What you should do: Every record is to be restated exactly, with nothing left out.

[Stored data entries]
+ + +

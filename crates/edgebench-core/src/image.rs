//! Host-side RGBA8 image buffer.
//!
//! [`HostImage`] is the hand-off format between the codec and the device
//! pipeline: 4 channels, 8 bits per channel, row-major, no row padding.
//! Whatever layout the decoder produced is promoted to RGBA8 on the way in.
//!
//! # Example
//!
//! ```rust
//! use edgebench_core::HostImage;
//!
//! let img = HostImage::new(4, 2);
//! assert_eq!(img.data().len(), 4 * 2 * 4);
//! assert_eq!(img.pixel(3, 1), [0, 0, 0, 0]);
//! ```

use ::image::{DynamicImage, RgbaImage};

use crate::{CoreError, CoreResult};

/// Channels per pixel in every buffer this crate hands out.
pub const CHANNELS: usize = 4;

/// Decoded image in tightly packed RGBA8 layout.
#[derive(Clone, PartialEq, Eq)]
pub struct HostImage {
    width: u32,
    height: u32,
    data: Vec<u8>,
}

impl HostImage {
    /// Creates a zero-filled (transparent black) image.
    pub fn new(width: u32, height: u32) -> Self {
        let len = (width as usize) * (height as usize) * CHANNELS;
        Self { width, height, data: vec![0; len] }
    }

    /// Wraps an existing RGBA8 buffer.
    ///
    /// Fails when the dimensions are zero or the buffer length is not
    /// exactly `width * height * 4`.
    pub fn from_rgba8(width: u32, height: u32, data: Vec<u8>) -> CoreResult<Self> {
        let expected = byte_len(width, height)?;
        if data.len() != expected {
            return Err(CoreError::BufferSizeMismatch { expected, actual: data.len() });
        }
        Ok(Self { width, height, data })
    }

    /// Converts any decoded image to RGBA8.
    ///
    /// Grey, RGB, 16-bit and float inputs are promoted; alpha defaults to
    /// fully opaque when the source has none.
    pub fn from_dynamic(image: DynamicImage) -> CoreResult<Self> {
        let rgba = match image {
            DynamicImage::ImageRgba8(buf) => buf,
            other => other.to_rgba8(),
        };
        let (width, height) = rgba.dimensions();
        Self::from_rgba8(width, height, rgba.into_raw())
    }

    /// Width in pixels.
    #[inline]
    pub fn width(&self) -> u32 {
        self.width
    }

    /// Height in pixels.
    #[inline]
    pub fn height(&self) -> u32 {
        self.height
    }

    /// `(width, height)`.
    #[inline]
    pub fn dimensions(&self) -> (u32, u32) {
        (self.width, self.height)
    }

    /// Raw pixel bytes.
    #[inline]
    pub fn data(&self) -> &[u8] {
        &self.data
    }

    /// Mutable raw pixel bytes.
    #[inline]
    pub fn data_mut(&mut self) -> &mut [u8] {
        &mut self.data
    }

    /// Bytes per row.
    #[inline]
    pub fn row_pitch(&self) -> usize {
        self.width as usize * CHANNELS
    }

    /// Size of the pixel buffer in bytes.
    #[inline]
    pub fn size_bytes(&self) -> usize {
        self.data.len()
    }

    /// Reads one pixel. Panics when out of bounds.
    pub fn pixel(&self, x: u32, y: u32) -> [u8; 4] {
        let idx = self.index(x, y);
        [self.data[idx], self.data[idx + 1], self.data[idx + 2], self.data[idx + 3]]
    }

    /// Writes one pixel. Panics when out of bounds.
    pub fn set_pixel(&mut self, x: u32, y: u32, rgba: [u8; 4]) {
        let idx = self.index(x, y);
        self.data[idx..idx + CHANNELS].copy_from_slice(&rgba);
    }

    /// Consumes the image and returns its pixel bytes.
    pub fn into_raw(self) -> Vec<u8> {
        self.data
    }

    /// Converts into an `image` crate buffer for encoding.
    pub fn into_rgba_image(self) -> CoreResult<RgbaImage> {
        let actual = self.data.len();
        let expected = byte_len(self.width, self.height)?;
        RgbaImage::from_raw(self.width, self.height, self.data)
            .ok_or(CoreError::BufferSizeMismatch { expected, actual })
    }

    #[inline]
    fn index(&self, x: u32, y: u32) -> usize {
        assert!(x < self.width && y < self.height, "pixel ({x}, {y}) out of bounds");
        (y as usize * self.width as usize + x as usize) * CHANNELS
    }
}

/// Expected byte length of an RGBA8 buffer, rejecting empty or overflowing sizes.
pub fn byte_len(width: u32, height: u32) -> CoreResult<usize> {
    if width == 0 || height == 0 {
        return Err(CoreError::InvalidDimensions(width, height));
    }
    (width as usize)
        .checked_mul(height as usize)
        .and_then(|v| v.checked_mul(CHANNELS))
        .ok_or(CoreError::InvalidDimensions(width, height))
}

impl std::fmt::Debug for HostImage {
    fn fmt(&self, f: &mut std::fmt::Formatter<'_>) -> std::fmt::Result {
        f.debug_struct("HostImage")
            .field("width", &self.width)
            .field("height", &self.height)
            .field("size_bytes", &self.size_bytes())
            .finish()
    }
}

#[cfg(test)]
mod tests {
    use super::*;
    use ::image::{GrayImage, Luma, Rgb, RgbImage};

    #[test]
    fn test_from_rgba8_checks_length() {
        assert!(HostImage::from_rgba8(2, 2, vec![0; 16]).is_ok());
        let err = HostImage::from_rgba8(2, 2, vec![0; 15]).unwrap_err();
        assert!(matches!(err, CoreError::BufferSizeMismatch { expected: 16, actual: 15 }));
    }

    #[test]
    fn test_zero_dimensions_rejected() {
        assert!(matches!(
            HostImage::from_rgba8(0, 4, Vec::new()),
            Err(CoreError::InvalidDimensions(0, 4))
        ));
    }

    #[test]
    fn test_rgb_promoted_to_rgba() {
        let mut rgb = RgbImage::new(2, 1);
        rgb.put_pixel(0, 0, Rgb([10, 20, 30]));
        rgb.put_pixel(1, 0, Rgb([40, 50, 60]));

        let img = HostImage::from_dynamic(DynamicImage::ImageRgb8(rgb)).unwrap();
        assert_eq!(img.dimensions(), (2, 1));
        assert_eq!(img.pixel(0, 0), [10, 20, 30, 255]);
        assert_eq!(img.pixel(1, 0), [40, 50, 60, 255]);
    }

    #[test]
    fn test_gray_promoted_to_rgba() {
        let gray = GrayImage::from_pixel(3, 3, Luma([77]));
        let img = HostImage::from_dynamic(DynamicImage::ImageLuma8(gray)).unwrap();
        assert_eq!(img.size_bytes(), 3 * 3 * 4);
        assert_eq!(img.pixel(2, 2), [77, 77, 77, 255]);
    }

    #[test]
    fn test_set_pixel_and_row_pitch() {
        let mut img = HostImage::new(5, 3);
        img.set_pixel(4, 2, [1, 2, 3, 4]);
        assert_eq!(img.row_pitch(), 20);
        assert_eq!(&img.data()[img.size_bytes() - 4..], &[1, 2, 3, 4]);
    }

    #[test]
    fn test_into_rgba_image_keeps_pixels() {
        let mut img = HostImage::new(2, 2);
        img.set_pixel(1, 1, [9, 8, 7, 6]);
        let buf = img.into_rgba_image().unwrap();
        assert_eq!(buf.dimensions(), (2, 2));
        assert_eq!(buf.get_pixel(1, 1).0, [9, 8, 7, 6]);
    }
}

+ + +

The completed task:
filename crates/edgebench-core/src/image.rs
//! Host-side RGBA8 image buffer.
//!
//! [`HostImage`] is the hand-off format between the codec and the device
//! pipeline: 4 channels, 8 bits per channel, row-major, no row padding.
//! Whatever layout the decoder produced is promoted to RGBA8 on the way in.
//!
//! # Example
//!
//! ```rust
//! use edgebench_core::HostImage;
//!
//! let img = HostImage::new(4, 2);
//! assert_eq!(img.data().len(), 4 * 2 * 4);
//! assert_eq!(img.pixel(3, 1), [0, 0, 0, 0]);
//! ```

use ::image::{DynamicImage, RgbaImage};

use crate::{CoreError, CoreResult};

/// Channels per pixel in every buffer this crate hands out.
pub const CHANNELS: usize = 4;

/// Decoded image in tightly packed RGBA8 layout.
#[derive(Clone, PartialEq, Eq)]
pub struct HostImage {
    width: u32,
    height: u32,
    data: Vec<u8>,
}

impl HostImage {
    /// Creates a zero-filled (transparent black) image.
    pub fn new(width: u32, height: u32) -> Self {
        let len = (width as usize) * (height as usize) * CHANNELS;
        Self { width, height, data: vec![0; len] }
    }

    /// Wraps an existing RGBA8 buffer.
    ///
    /// Fails when the dimensions are zero or the buffer length is not
    /// exactly `width * height * 4`.
    pub fn from_rgba8(width: u32, height: u32, data: Vec<u8>) -> CoreResult<Self> {
        let expected = byte_len(width, height)?;
        if data.len() != expected {
            return Err(CoreError::BufferSizeMismatch { expected, actual: data.len() });
        }
        Ok(Self { width, height, data })
    }

    /// Converts any decoded image to RGBA8.
    ///
    /// Grey, RGB, 16-bit and float inputs are promoted; alpha defaults to
    /// fully opaque when the source has none.
    pub fn from_dynamic(image: DynamicImage) -> CoreResult<Self> {
        let rgba = match image {
            DynamicImage::ImageRgba8(buf) => buf,
            other => other.to_rgba8(),
        };
        let (width, height) = rgba.dimensions();
        Self::from_rgba8(width, height, rgba.into_raw())
    }

    /// Width in pixels.
    #[inline]
    pub fn width(&self) -> u32 {
        self.width
    }

    /// Height in pixels.
    #[inline]
    pub fn height(&self) -> u32 {
        self.height
    }

    /// `(width, height)`.
    #[inline]
    pub fn dimensions(&self) -> (u32, u32) {
        (self.width, self.height)
    }

    /// Raw pixel bytes.
    #[inline]
    pub fn data(&self) -> &[u8] {
        &self.data
    }

    /// Mutable raw pixel bytes.
    #[inline]
    pub fn data_mut(&mut self) -> &mut [u8] {
        &mut self.data
    }

    /// Bytes per row.
    #[inline]
    pub fn row_pitch(&self) -> usize {
        self.width as usize * CHANNELS
    }

    /// Size of the pixel buffer in bytes.
    #[inline]
    pub fn size_bytes(&self) -> usize {
        self.data.len()
    }

    /// Reads one pixel. Panics when out of bounds.
    pub fn pixel(&self, x: u32, y: u32) -> [u8; 4] {
        let idx = self.index(x, y);
        [self.data[idx], self.data[idx + 1], self.data[idx + 2], self.data[idx + 3]]
    }

    /// Writes one pixel. Panics when out of bounds.
    pub fn set_pixel(&mut self, x: u32, y: u32, rgba: [u8; 4]) {
        let idx = self.index(x, y);
        self.data[idx..idx + CHANNELS].copy_from_slice(&rgba);
    }

    /// Consumes the image and returns its pixel bytes.
    pub fn into_raw(self) -> Vec<u8> {
        self.data
    }

    /// Converts into an `image` crate buffer for encoding.
    pub fn into_rgba_image(self) -> CoreResult<RgbaImage> {
        let actual = self.data.len();
        let expected = byte_len(self.width, self.height)?;
        RgbaImage::from_raw(self.width, self.height, self.data)
            .ok_or(CoreError::BufferSizeMismatch { expected, actual })
    }

    #[inline]
    fn index(&self, x: u32, y: u32) -> usize {
        assert!(x < self.width && y < self.height, "pixel ({x}, {y}) out of bounds");
        (y as usize * self.width as usize + x as usize) * CHANNELS
    }
}

/// Expected byte length of an RGBA8 buffer, rejecting empty or overflowing sizes.
pub fn byte_len(width: u32, height: u32) -> CoreResult<usize> {
    if width == 0 || height == 0 {
        return Err(CoreError::InvalidDimensions(width, height));
    }
    (width as usize)
        .checked_mul(height as usize)
        .and_then(|v| v.checked_mul(CHANNELS))
        .ok_or(CoreError::InvalidDimensions(width, height))
}

impl std::fmt::Debug for HostImage {
    fn fmt(&self, f: &mut std::fmt::Formatter<'_>) -> std::fmt::Result {
        f.debug_struct("HostImage")
            .field("width", &self.width)
            .field("height", &self.height)
            .field("size_bytes", &self.size_bytes())
            .finish()
    }
}

#[cfg(test)]
mod tests {
    use super::*;
    use ::image::{GrayImage, Luma, Rgb, RgbImage};

    #[test]
    fn test_from_rgba8_checks_length() {
        assert!(HostImage::from_rgba8(2, 2, vec![0; 16]).is_ok());
        let err = HostImage::from_rgba8(2, 2, vec![0; 15]).unwrap_err();
        assert!(matches!(err, CoreError::BufferSizeMismatch { expected: 16, actual: 15 }));
    }

    #[test]
    fn test_zero_dimensions_rejected() {
        assert!(matches!(
            HostImage::from_rgba8(0, 4, Vec::new()),
            Err(CoreError::InvalidDimensions(0, 4))
        ));
    }

    #[test]
    fn test_rgb_promoted_to_rgba() {
        let mut rgb = RgbImage::new(2, 1);
        rgb.put_pixel(0, 0, Rgb([10, 20, 30]));
        rgb.put_pixel(1, 0, Rgb([40, 50, 60]));

        let img = HostImage::from_dynamic(DynamicImage::ImageRgb8(rgb)).unwrap();
        assert_eq!(img.dimensions(), (2, 1));
        assert_eq!(img.pixel(0, 0), [10, 20, 30, 255]);
        assert_eq!(img.pixel(1, 0), [40, 50, 60, 255]);
    }

    #[test]
    fn test_gray_promoted_to_rgba() {
        let gray = GrayImage::from_pixel(3, 3, Luma([77]));
        let img = HostImage::from_dynamic(DynamicImage::ImageLuma8(gray)).unwrap();
        assert_eq!(img.size_bytes(), 3 * 3 * 4);
        assert_eq!(img.pixel(2, 2), [77, 77, 77, 255]);
    }

    #[test]
    fn test_set_pixel_and_row_pitch() {
        let mut img = HostImage::new(5, 3);
        img.set_pixel(4, 2, [1, 2, 3, 4]);
        assert_eq!(img.row_pitch(), 20);
        assert_eq!(&img.data()[img.size_bytes() - 4..], &[1, 2, 3, 4]);
    }

    #[test]
    fn test_into_rgba_image_keeps_pixels() {
        let mut img = HostImage::new(2, 2);
        img.set_pixel(1, 1, [9, 8, 7, 6]);
        let buf = img.into_rgba_image().unwrap();
        assert_eq!(buf.dimensions(), (2, 2));
        assert_eq!(buf.get_pixel(1, 1).0, [9, 8, 7, 6]);
    }
}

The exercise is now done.